«Прости, прости меня, ты меня обрызгал!», восклицает двухлетний ребенок в ванной с настоятельностью в голосе, легко объяснимой тем, что ему на лицо и возможно за воротник попало несколько холодных капель. «Паты» (спасибо), девочка в начале второго года жизни с важностью произносит это слово в сопровождении благодарного жеста головой, когда она сама передает какую-нибудь вещь взрослому, и лишь очень редко – когда дают ей. Опять же: в мире ребенка и не без участия с его стороны происходят и остро осознаются как таковые оплошность в первом случае и действие дарения во втором. То и другое получает свое собственное и совершенно адекватное название, соответственно прости
и спасибо. Кто перед кем виноват и кто кому благодарен – детали, при всей своей важности очевидные без всяких слов. Ребенок ощущает себя слишком безраздельным протагонистом всего происходящего в пространстве вверенной ему вселенной, чтобы уточнять распределение вины и благодарности по юридическим лицам. В конце концов он сам может и готов сыграть чью угодно роль. Его вселенная, так сказать, насквозь одушевлена, и лицо во всей этой вселенной, в том числе лицо права, скорее всего одно-единственное; как бы оно ни было сложно, будь оно даже слитным и переливающимся лицом матери, отца, бабушки, дедушки, еще кого-нибудь и самого ребенка, вместе взятых, ребенок всегда сильно отождествляет себя с ним.Законно спросить, как в этой вселенной с одной расплывчатой самостью возможно общение, как ребенок общается с лицами, с которыми он себя сразу отождествляет?

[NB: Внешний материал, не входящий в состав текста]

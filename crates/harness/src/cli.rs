// Copyright 2025-2026, Offchain Labs, Inc.
// For license information, see https://github.com/OffchainLabs/nitro/blob/master/LICENSE.md

//! Command line surface shared by the harness binaries.

use crate::{
    catalog::Study,
    fixtures,
    layout::Layout,
    logging::{self, LoggingFormat},
    report,
    runner::{Runner, RunnerConfig, DEFAULT_FUZZER},
    visualize,
};
use benchutil::Marker;
use clap::{Args, Subcommand};
use eyre::Result;
use std::{path::PathBuf, time::Duration};
use tracing::info;

#[derive(Clone, Debug, Args)]
pub struct HarnessArgs {
    /// Fuzzer executable, looked up on `PATH` when not a path.
    #[clap(long, default_value = DEFAULT_FUZZER)]
    pub fuzzer: PathBuf,

    /// Directory holding `contracts/` and the results tree.
    #[clap(long, default_value = ".")]
    pub work_dir: PathBuf,

    /// Seconds passed to the fuzzer as `--timeout`. Defaults to the study's budget.
    #[clap(long)]
    pub timeout: Option<u64>,

    /// Extra seconds the fuzzer gets to exit before it is killed.
    #[clap(long, default_value_t = 10)]
    pub grace: u64,

    /// Flag a run as out of memory when its scraped memory reaches this many MB.
    #[clap(long)]
    pub memory_limit_mb: Option<f64>,

    /// Logging format configuration.
    #[clap(long, value_enum, default_value_t = LoggingFormat::Text)]
    pub logging_format: LoggingFormat,
}

impl HarnessArgs {
    pub fn runner_config(&self, study: Study) -> RunnerConfig {
        let mut config = RunnerConfig::for_study(study, &self.fuzzer);
        if let Some(secs) = self.timeout {
            config.timeout = Duration::from_secs(secs);
        }
        config.grace = Duration::from_secs(self.grace);
        config.memory_limit_mb = self.memory_limit_mb;
        config
    }

    pub fn runner(&self, study: Study) -> Runner {
        let layout = Layout::new(&self.work_dir, study);
        Runner::new(layout, self.runner_config(study))
    }
}

#[derive(Clone, Debug, Subcommand)]
pub enum HarnessCommand {
    /// Run one contract with one configuration and print the result.
    Single {
        contract: String,
        /// Defaults to the baseline configuration.
        config: Option<String>,
    },
    /// Write any missing contract fixtures and exit.
    Fixtures,
}

/// Entry point of the study binaries. Without a subcommand the full matrix is swept.
pub fn run(study: Study, args: &HarnessArgs, command: Option<&HarnessCommand>) -> Result<()> {
    logging::init(args.logging_format)?;
    let runner = args.runner(study);

    match command {
        None => {
            let results = runner.sweep()?;
            report::save(runner.layout(), &results)?;
        }
        Some(HarnessCommand::Single { contract, config }) => {
            let result = runner.single(contract, config.as_deref())?;
            println!("\n{}", Marker::Done.line("Result:"));
            println!("{}", serde_json::to_string_pretty(&result)?);
        }
        Some(HarnessCommand::Fixtures) => {
            let layout = runner.layout();
            let created = fixtures::generate(&layout.contracts_dir, study.fixture_set())?;
            info!(
                "{} {} fixture(s) created in {}",
                Marker::Done,
                created.len(),
                layout.contracts_dir.display()
            );
        }
    }
    Ok(())
}

#[derive(Clone, Debug, Args)]
pub struct VisualizeArgs {
    /// Directory holding the state-overhead results tree.
    #[clap(long, default_value = ".")]
    pub work_dir: PathBuf,

    /// Metrics file to read. Defaults to the state-overhead JSON under `--work-dir`.
    #[clap(long)]
    pub metrics: Option<PathBuf>,

    /// Output directory for the charts. Defaults to the state-overhead plots directory.
    #[clap(long)]
    pub plots_dir: Option<PathBuf>,

    /// Logging format configuration.
    #[clap(long, value_enum, default_value_t = LoggingFormat::Text)]
    pub logging_format: LoggingFormat,
}

impl VisualizeArgs {
    /// Metrics file and plots directory, with defaults filled in.
    pub fn paths(&self) -> (PathBuf, PathBuf) {
        let layout = Layout::new(&self.work_dir, Study::StateOverhead);
        let metrics = self.metrics.clone().unwrap_or_else(|| layout.json_path());
        let plots = self.plots_dir.clone().unwrap_or(layout.plots_dir);
        (metrics, plots)
    }
}

pub fn visualize(args: &VisualizeArgs) -> Result<()> {
    logging::init(args.logging_format)?;
    let (metrics, plots) = args.paths();

    println!("\n{}", "=".repeat(70));
    println!("RQ3 Visualization");
    println!("{}\n", "=".repeat(70));

    let written = visualize::generate_all(&metrics, &plots)?;
    if !written.is_empty() {
        info!("{} All plots saved to: {}", Marker::Done, plots.display());
    }
    Ok(())
}
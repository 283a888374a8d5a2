//! Client for the hosted captioning service (ZapCap).
//!
//! The pipeline only talks to [`CaptionService`]; [`ZapcapClient`] is the
//! reqwest-backed implementation used in production.

use std::{fmt, time::Duration};

use async_trait::async_trait;
use axum::body::Bytes;
use futures_util::{StreamExt, stream::BoxStream};
use reqwest::{
    Client, RequestBuilder, Response, Url,
    multipart::{Form, Part},
};
use serde::{Deserialize, Serialize, de::DeserializeOwned};
use serde_json::{Map, Value};
use tracing::debug;

use crate::{config::SubtitleConfig, error::ServiceError};

const API_KEY_HEADER: &str = "x-api-key";
const ERROR_BODY_LIMIT: usize = 512;

const STATUS_FAILED: &str = "failed";
const STATUS_COMPLETED: &str = "completed";
const TRANSCRIPT_READY_STATUSES: &[&str] = &["transcriptionCompleted", "rendering", STATUS_COMPLETED];

pub type ByteStream = BoxStream<'static, Result<Bytes, ServiceError>>;

/// A video as received from the browser.
#[derive(Clone, Debug)]
pub struct UploadedVideo {
    pub filename: String,
    pub bytes: Bytes,
}

impl UploadedVideo {
    pub fn new(filename: impl Into<String>, bytes: impl Into<Bytes>) -> Self {
        Self {
            filename: filename.into(),
            bytes: bytes.into(),
        }
    }
}

/// Handle the service assigned to an uploaded video.
#[derive(Clone, Debug, PartialEq, Eq, Serialize, Deserialize)]
#[serde(transparent)]
pub struct RemoteVideoId(pub String);

#[derive(Clone, Debug, PartialEq, Eq, Serialize, Deserialize)]
#[serde(transparent)]
pub struct TaskId(pub String);

impl fmt::Display for RemoteVideoId {
    fn fmt(&self, f: &mut fmt::Formatter<'_>) -> fmt::Result {
        f.write_str(&self.0)
    }
}

impl fmt::Display for TaskId {
    fn fmt(&self, f: &mut fmt::Formatter<'_>) -> fmt::Result {
        f.write_str(&self.0)
    }
}

/// Caption style preset. Fields other than `id` are passed through untouched
/// to the health endpoint.
#[derive(Clone, Debug, PartialEq, Serialize, Deserialize)]
pub struct CaptionTemplate {
    pub id: String,
    #[serde(flatten)]
    pub attributes: Map<String, Value>,
}

impl CaptionTemplate {
    pub fn new(id: impl Into<String>) -> Self {
        Self {
            id: id.into(),
            attributes: Map::new(),
        }
    }
}

#[derive(Clone, Debug, Default, PartialEq, Serialize, Deserialize)]
#[serde(rename_all = "camelCase")]
pub struct TaskStatus {
    pub status: String,
    #[serde(default, skip_serializing_if = "Option::is_none")]
    pub transcript: Option<String>,
    #[serde(default, skip_serializing_if = "Option::is_none")]
    pub download_url: Option<String>,
    #[serde(default, skip_serializing_if = "Option::is_none")]
    pub error: Option<String>,
}

impl TaskStatus {
    pub fn is_failed(&self) -> bool {
        self.status == STATUS_FAILED
    }

    pub fn transcript_ready(&self) -> bool {
        self.transcript.is_some() || TRANSCRIPT_READY_STATUSES.contains(&self.status.as_str())
    }

    pub fn render_ready(&self) -> bool {
        self.status == STATUS_COMPLETED
    }

    /// Turns a `failed` status into [`ServiceError::TaskFailed`].
    pub fn into_active(self) -> Result<Self, ServiceError> {
        if self.is_failed() {
            return Err(ServiceError::TaskFailed {
                message: self.error.unwrap_or_else(|| "no reason given".to_string()),
            });
        }
        Ok(self)
    }
}

#[derive(Clone, Debug, PartialEq, Serialize, Deserialize)]
pub struct TranscriptWord {
    pub text: String,
    #[serde(default, skip_serializing_if = "Option::is_none")]
    pub start_time: Option<f64>,
    #[serde(default, skip_serializing_if = "Option::is_none")]
    pub end_time: Option<f64>,
}

impl TranscriptWord {
    pub fn new(text: impl Into<String>) -> Self {
        Self {
            text: text.into(),
            start_time: None,
            end_time: None,
        }
    }
}

#[derive(Clone, Debug, Default, PartialEq, Serialize)]
pub struct Transcript {
    pub words: Vec<TranscriptWord>,
}

pub const EMPTY_TRANSCRIPT_TEXT: &str = "No transcript available";

impl Transcript {
    pub fn from_words<I, S>(words: I) -> Self
    where
        I: IntoIterator<Item = S>,
        S: Into<String>,
    {
        Self {
            words: words.into_iter().map(TranscriptWord::new).collect(),
        }
    }

    /// Word texts joined by single spaces.
    pub fn text(&self) -> String {
        let joined = self
            .words
            .iter()
            .map(|word| word.text.trim())
            .filter(|text| !text.is_empty())
            .collect::<Vec<_>>()
            .join(" ");
        if joined.is_empty() {
            EMPTY_TRANSCRIPT_TEXT.to_string()
        } else {
            joined
        }
    }
}

// The service has returned both shapes.
#[derive(Deserialize)]
#[serde(untagged)]
enum TranscriptPayload {
    Wrapped { words: Vec<TranscriptWord> },
    Bare(Vec<TranscriptWord>),
}

impl<'de> Deserialize<'de> for Transcript {
    fn deserialize<D>(deserializer: D) -> Result<Self, D::Error>
    where
        D: serde::Deserializer<'de>,
    {
        let words = match TranscriptPayload::deserialize(deserializer)? {
            TranscriptPayload::Wrapped { words } | TranscriptPayload::Bare(words) => words,
        };
        Ok(Self { words })
    }
}

#[async_trait]
pub trait CaptionService: Send + Sync {
    async fn upload_video(&self, video: &UploadedVideo) -> Result<RemoteVideoId, ServiceError>;

    async fn list_templates(&self) -> Result<Vec<CaptionTemplate>, ServiceError>;

    async fn create_task(
        &self,
        video: &RemoteVideoId,
        template_id: &str,
        auto_approve: bool,
    ) -> Result<TaskId, ServiceError>;

    async fn task_status(
        &self,
        video: &RemoteVideoId,
        task: &TaskId,
    ) -> Result<TaskStatus, ServiceError>;

    /// Fetches the transcript of a task whose status reports it ready.
    async fn fetch_transcript(
        &self,
        video: &RemoteVideoId,
        task: &TaskId,
        status: &TaskStatus,
    ) -> Result<Transcript, ServiceError>;

    /// Opens the rendered video of a completed task as a byte stream.
    async fn download_render(&self, status: &TaskStatus) -> Result<ByteStream, ServiceError>;
}

#[derive(Deserialize)]
struct UploadResponse {
    id: String,
}

#[derive(Serialize)]
#[serde(rename_all = "camelCase")]
struct CreateTaskRequest<'a> {
    template_id: &'a str,
    auto_approve: bool,
}

#[derive(Deserialize)]
#[serde(rename_all = "camelCase")]
struct CreateTaskResponse {
    task_id: String,
}

#[derive(Clone)]
pub struct ZapcapClient {
    http: Client,
    base_url: String,
    api_key: String,
    request_timeout: Duration,
    transfer_timeout: Duration,
}

impl ZapcapClient {
    pub fn new(api_key: impl Into<String>, config: &SubtitleConfig) -> Result<Self, ServiceError> {
        let http = Client::builder()
            .connect_timeout(config.request_timeout)
            .user_agent(concat!("creatorkit/", env!("CARGO_PKG_VERSION")))
            .build()?;
        Ok(Self {
            http,
            base_url: config.base_url.trim_end_matches('/').to_string(),
            api_key: api_key.into(),
            request_timeout: config.request_timeout,
            transfer_timeout: config.transfer_timeout,
        })
    }

    fn url(&self, path: &str) -> String {
        format!("{}{}", self.base_url, path)
    }

    fn authorized(&self, request: RequestBuilder) -> RequestBuilder {
        request.header(API_KEY_HEADER, &self.api_key)
    }

    /// Requests to URLs handed out by the service (transcript, render) only
    /// carry the credential when they point back at the API itself.
    fn get_external(&self, url: &str, timeout: Duration) -> RequestBuilder {
        let request = self.http.get(url).timeout(timeout);
        if same_origin(url, &self.base_url) {
            self.authorized(request)
        } else {
            request
        }
    }

    async fn send_json<T: DeserializeOwned>(&self, request: RequestBuilder) -> Result<T, ServiceError> {
        let response = checked(request.send().await?).await?;
        let body = response.bytes().await?;
        serde_json::from_slice(&body).map_err(|err| ServiceError::Decode(err.to_string()))
    }
}

/// Scheme, host and port must all match; a shared string prefix is not enough.
fn same_origin(url: &str, base: &str) -> bool {
    match (Url::parse(url), Url::parse(base)) {
        (Ok(url), Ok(base)) => {
            url.scheme() == base.scheme()
                && url.host_str() == base.host_str()
                && url.port_or_known_default() == base.port_or_known_default()
        }
        _ => false,
    }
}

/// Converts non-2xx responses into [`ServiceError::Status`].
async fn checked(response: Response) -> Result<Response, ServiceError> {
    let status = response.status();
    if status.is_success() {
        return Ok(response);
    }
    let mut body = response.text().await.unwrap_or_default();
    if body.len() > ERROR_BODY_LIMIT {
        let mut cut = ERROR_BODY_LIMIT;
        while !body.is_char_boundary(cut) {
            cut -= 1;
        }
        body.truncate(cut);
    }
    Err(ServiceError::Status {
        status: status.as_u16(),
        body,
    })
}

#[async_trait]
impl CaptionService for ZapcapClient {
    async fn upload_video(&self, video: &UploadedVideo) -> Result<RemoteVideoId, ServiceError> {
        let mime = mime_guess::from_path(&video.filename).first_or_octet_stream();
        let part = Part::stream_with_length(video.bytes.clone(), video.bytes.len() as u64)
            .file_name(video.filename.clone())
            .mime_str(mime.essence_str())?;
        let request = self
            .authorized(self.http.post(self.url("/videos")))
            .timeout(self.transfer_timeout)
            .multipart(Form::new().part("file", part));
        let response: UploadResponse = self.send_json(request).await?;
        Ok(RemoteVideoId(response.id))
    }

    async fn list_templates(&self) -> Result<Vec<CaptionTemplate>, ServiceError> {
        let request = self
            .authorized(self.http.get(self.url("/templates")))
            .timeout(self.request_timeout);
        self.send_json(request).await
    }

    async fn create_task(
        &self,
        video: &RemoteVideoId,
        template_id: &str,
        auto_approve: bool,
    ) -> Result<TaskId, ServiceError> {
        let request = self
            .authorized(self.http.post(self.url(&format!("/videos/{video}/task"))))
            .timeout(self.request_timeout)
            .json(&CreateTaskRequest {
                template_id,
                auto_approve,
            });
        let response: CreateTaskResponse = self.send_json(request).await?;
        Ok(TaskId(response.task_id))
    }

    async fn task_status(
        &self,
        video: &RemoteVideoId,
        task: &TaskId,
    ) -> Result<TaskStatus, ServiceError> {
        let request = self
            .authorized(self.http.get(self.url(&format!("/videos/{video}/task/{task}"))))
            .timeout(self.request_timeout);
        let status: TaskStatus = self.send_json(request).await?;
        debug!(%video, %task, status = %status.status, "task status");
        Ok(status)
    }

    async fn fetch_transcript(
        &self,
        video: &RemoteVideoId,
        task: &TaskId,
        status: &TaskStatus,
    ) -> Result<Transcript, ServiceError> {
        let url = status
            .transcript
            .clone()
            .unwrap_or_else(|| self.url(&format!("/videos/{video}/task/{task}/transcript")));
        self.send_json(self.get_external(&url, self.request_timeout))
            .await
    }

    async fn download_render(&self, status: &TaskStatus) -> Result<ByteStream, ServiceError> {
        let url = status
            .download_url
            .as_deref()
            .ok_or(ServiceError::MissingDownloadUrl)?;
        let response = checked(self.get_external(url, self.transfer_timeout).send().await?).await?;
        Ok(response
            .bytes_stream()
            .map(|chunk| chunk.map_err(ServiceError::from))
            .boxed())
    }
}
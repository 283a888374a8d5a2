#![forbid(unsafe_code)]

//! Runtime configuration for the creatorkit backend.
//!
//! Values are resolved once at startup. A CLI override wins over the process
//! environment, which wins over the `.env` file, which wins over the built-in
//! defaults. Blank values are treated as unset everywhere.

use anyhow::{Context, Result};
use std::{
    collections::HashMap,
    env, fs, io,
    path::{Path, PathBuf},
    time::Duration,
};

use crate::{error::PipelineError, poll::PollPolicy, store::VIDEOS_SUBDIR};

pub const DEFAULT_ENV_PATH: &str = ".env";
pub const DEFAULT_PUBLIC_ROOT: &str = "public";
pub const DEFAULT_HOST: &str = "127.0.0.1";
pub const DEFAULT_PORT: u16 = 3000;
pub const DEFAULT_ZAPCAP_BASE_URL: &str = "https://api.zapcap.ai";
pub const DEFAULT_REQUEST_TIMEOUT_SECS: u64 = 60;
pub const DEFAULT_TRANSFER_TIMEOUT_SECS: u64 = 900;
pub const DEFAULT_MAX_UPLOAD_MB: usize = 512;

pub const ZAPCAP_API_KEY_VAR: &str = "ZAPCAP_API_KEY";

#[derive(Debug, Clone)]
pub struct RuntimeSettings {
    pub public_root: PathBuf,
    pub host: String,
    pub port: u16,
    pub zapcap_api_key: Option<String>,
    pub zapcap_base_url: String,
    pub request_timeout: Duration,
    pub transfer_timeout: Duration,
    pub max_upload_bytes: usize,
}

impl RuntimeSettings {
    /// Directory backing the output store; also served under `/videos/`.
    pub fn videos_dir(&self) -> PathBuf {
        self.public_root.join(VIDEOS_SUBDIR)
    }
}

#[derive(Debug, Clone, Default)]
pub struct RuntimeOverrides {
    pub public_root: Option<PathBuf>,
    pub host: Option<String>,
    pub port: Option<u16>,
    pub env_path: Option<PathBuf>,
}

pub fn resolve_runtime_settings(overrides: RuntimeOverrides) -> Result<RuntimeSettings> {
    let env_path = overrides
        .env_path
        .clone()
        .unwrap_or_else(|| PathBuf::from(DEFAULT_ENV_PATH));
    let file_vars = read_env_file(&env_path)?;
    Ok(build_runtime_settings(&file_vars, env_var_string, overrides))
}

fn build_runtime_settings(
    file_vars: &HashMap<String, String>,
    env_lookup: impl Fn(&str) -> Option<String>,
    overrides: RuntimeOverrides,
) -> RuntimeSettings {
    let lookup = |key: &str| lookup_value(key, file_vars, &env_lookup);

    let public_root = overrides
        .public_root
        .or_else(|| lookup("PUBLIC_ROOT").map(PathBuf::from))
        .unwrap_or_else(|| PathBuf::from(DEFAULT_PUBLIC_ROOT));
    let host = overrides
        .host
        .map(|value| value.trim().to_string())
        .filter(|value| !value.is_empty())
        .or_else(|| lookup("CREATORKIT_HOST"))
        .unwrap_or_else(|| DEFAULT_HOST.to_string());
    let port = overrides
        .port
        .or_else(|| lookup("CREATORKIT_PORT").and_then(|value| value.parse::<u16>().ok()))
        .unwrap_or(DEFAULT_PORT);
    let zapcap_base_url = lookup("ZAPCAP_BASE_URL")
        .map(|value| value.trim_end_matches('/').to_string())
        .unwrap_or_else(|| DEFAULT_ZAPCAP_BASE_URL.to_string());
    let request_timeout = lookup("ZAPCAP_REQUEST_TIMEOUT_SECS")
        .and_then(|value| value.parse::<u64>().ok())
        .filter(|secs| *secs > 0)
        .unwrap_or(DEFAULT_REQUEST_TIMEOUT_SECS);
    let transfer_timeout = lookup("ZAPCAP_TRANSFER_TIMEOUT_SECS")
        .and_then(|value| value.parse::<u64>().ok())
        .filter(|secs| *secs > 0)
        .unwrap_or(DEFAULT_TRANSFER_TIMEOUT_SECS);
    let max_upload_mb = lookup("CREATORKIT_MAX_UPLOAD_MB")
        .and_then(|value| value.parse::<usize>().ok())
        .filter(|mb| *mb > 0)
        .unwrap_or(DEFAULT_MAX_UPLOAD_MB);

    RuntimeSettings {
        public_root,
        host,
        port,
        zapcap_api_key: lookup(ZAPCAP_API_KEY_VAR),
        zapcap_base_url,
        request_timeout: Duration::from_secs(request_timeout),
        transfer_timeout: Duration::from_secs(transfer_timeout),
        max_upload_bytes: max_upload_mb.saturating_mul(1024 * 1024),
    }
}

fn env_var_string(key: &str) -> Option<String> {
    env::var(key).ok().and_then(|value| {
        let trimmed = value.trim();
        if trimmed.is_empty() {
            None
        } else {
            Some(trimmed.to_string())
        }
    })
}

fn lookup_value(
    key: &str,
    file_vars: &HashMap<String, String>,
    env_lookup: &impl Fn(&str) -> Option<String>,
) -> Option<String> {
    env_lookup(key).or_else(|| {
        file_vars
            .get(key)
            .map(|value| value.trim().to_string())
            .filter(|value| !value.is_empty())
    })
}

/// Reads `KEY=value` pairs from a dotenv file. A missing file yields no
/// variables.
pub fn read_env_file(path: &Path) -> Result<HashMap<String, String>> {
    let content = match fs::read_to_string(path) {
        Ok(content) => content,
        Err(err) if err.kind() == io::ErrorKind::NotFound => return Ok(HashMap::new()),
        Err(err) => {
            return Err(err).with_context(|| format!("reading {}", path.display()));
        }
    };
    Ok(content
        .lines()
        .filter_map(parse_env_line)
        .map(|(key, value)| (key.to_string(), value.to_string()))
        .collect())
}

/// Splits one dotenv line, accepting an optional `export ` prefix and a
/// single layer of matching quotes around the value.
fn parse_env_line(line: &str) -> Option<(&str, &str)> {
    let line = line.trim();
    if line.starts_with('#') {
        return None;
    }
    let line = line.strip_prefix("export ").unwrap_or(line);
    let (key, value) = line.split_once('=')?;
    let key = key.trim();
    if key.is_empty() {
        return None;
    }
    Some((key, unquote(value.trim())))
}

fn unquote(value: &str) -> &str {
    ['"', '\'']
        .into_iter()
        .find_map(|quote| value.strip_prefix(quote)?.strip_suffix(quote))
        .unwrap_or(value)
}

/// Everything the subtitle pipeline needs, handed to it explicitly instead of
/// being read from the process environment per request.
#[derive(Debug, Clone)]
pub struct SubtitleConfig {
    pub api_key: Option<String>,
    pub base_url: String,
    pub request_timeout: Duration,
    pub transfer_timeout: Duration,
    pub transcript_poll: PollPolicy,
    pub render_poll: PollPolicy,
}

impl SubtitleConfig {
    pub fn from_runtime(settings: &RuntimeSettings) -> Self {
        Self {
            api_key: settings.zapcap_api_key.clone(),
            base_url: settings.zapcap_base_url.clone(),
            request_timeout: settings.request_timeout,
            transfer_timeout: settings.transfer_timeout,
            ..Self::default()
        }
    }

    /// Returns the service credential or the configuration error every
    /// subtitle route reports when it is absent.
    pub fn api_key(&self) -> Result<&str, PipelineError> {
        self.api_key
            .as_deref()
            .map(str::trim)
            .filter(|key| !key.is_empty())
            .ok_or(PipelineError::Configuration {
                key: ZAPCAP_API_KEY_VAR,
            })
    }
}

impl Default for SubtitleConfig {
    fn default() -> Self {
        Self {
            api_key: None,
            base_url: DEFAULT_ZAPCAP_BASE_URL.to_string(),
            request_timeout: Duration::from_secs(DEFAULT_REQUEST_TIMEOUT_SECS),
            transfer_timeout: Duration::from_secs(DEFAULT_TRANSFER_TIMEOUT_SECS),
            transcript_poll: PollPolicy::transcript(),
            render_poll: PollPolicy::render(),
        }
    }
}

Прежде попытки ответа на этот вопрос, чреватый переменой всей нашей концепции общения, еще один-два примера. Куда –
это слово у полуторагодовалого ребенка по интонации очень напоминает так называемые монологи разлуки в лепетной речи семи-восьмимесячных младенцев и произносится тоже когда взрослые удаляются, оставляя его одного, или когда он сам отходит поодаль от взрослых. Это куда не столько вопрос, сколько констатация расставания, тон которой иногда удивляет эпичностью или драматизмом. Понимает ли ребенок, что отдалившись от взрослых он сам виноват в растущем у него чувстве одиночества? Конечно, в самом главном, практическом смысле понимает, потому что если игра зайдет до опасного далеко, он бегом в панике возвратится к родителям. Следует ли понимать это куда как вопрос, обращенный в одних случаях к самому себе, а в других случаях как вопрос к взрослым? Ни то ни другое: куда здесь не обращение к той или иной личности, а именование, и надо признать очень уместное, тревожной ситуации разлуки, на первых порах без малейшего намерения приписать вину за нее себе или другому. Ребенок тут явно говорит и разговаривает, то есть общается, но не как лицо с другим лицом, а как распорядитель своего мира – со всем этим личным, только неопределенно личным миром. При сбое он конечно быстро разберется кто есть кто и примет свои меры, но пока субъект-объектный анализ не входит в число его первоочередных задач. Он способен войти в отношение объект-субъект пристально и подробно, но обычно этого не делает, потому что в его вселенной то, что практически ясно ему, ясно и само по себе, ясно всему миру – так велико его доверие к полученному подарку.Еще один пример обмена не столько мыслями и представлениями, сколько всем существом. Полуторагодовалая девочка ест виноград; взрослый, разрезая виноградину, предусмотрительно вынимает и выбрасывает несъедобное, говоря при этом «бросим косточку».
Через некоторое время ребенок подхватывает: бо ко, а потом тё бо (еще бросим), не столько требуя себе еще винограда, сколько заражаясь деятельностью, входя в ее ритм, подстегивая. Интенция подражания слову как звуку тут, как видим, минимальная, ребенок воспроизводит не фонетику, а больше – личность; он – сам взрослый, он ведет крупную игру, он в данный момент меняет себя на другого. Он не столько вступает в общение со старшим, сколько властно повертывает к себе, перемагничивает вокруг себя как центра всю ситуацию, заранее исподволь чувствуя что такая свобода ему дана. Тем не менее оба интенсивно общаются – как двое коллег, двое актеров при одной роли, двое дублеров при одном деле. Дело втягивает ребенка в подстановку – то ли себя на место взрослого, то ли взрослого вместо себя; внутри заведомо принадлежащего ребенку мира эти частности не привязывают к себе его разборчивого внимания, хотя они ему конечно так же не безразличны, как не безразлично, скажем, будет ли взрослый по его односложному приказанию «Адеть!» делать с застежками его шубки именно то, что нужно, или, к расстройству и негодованию маленького существа, что-то другое, совсем неуместное.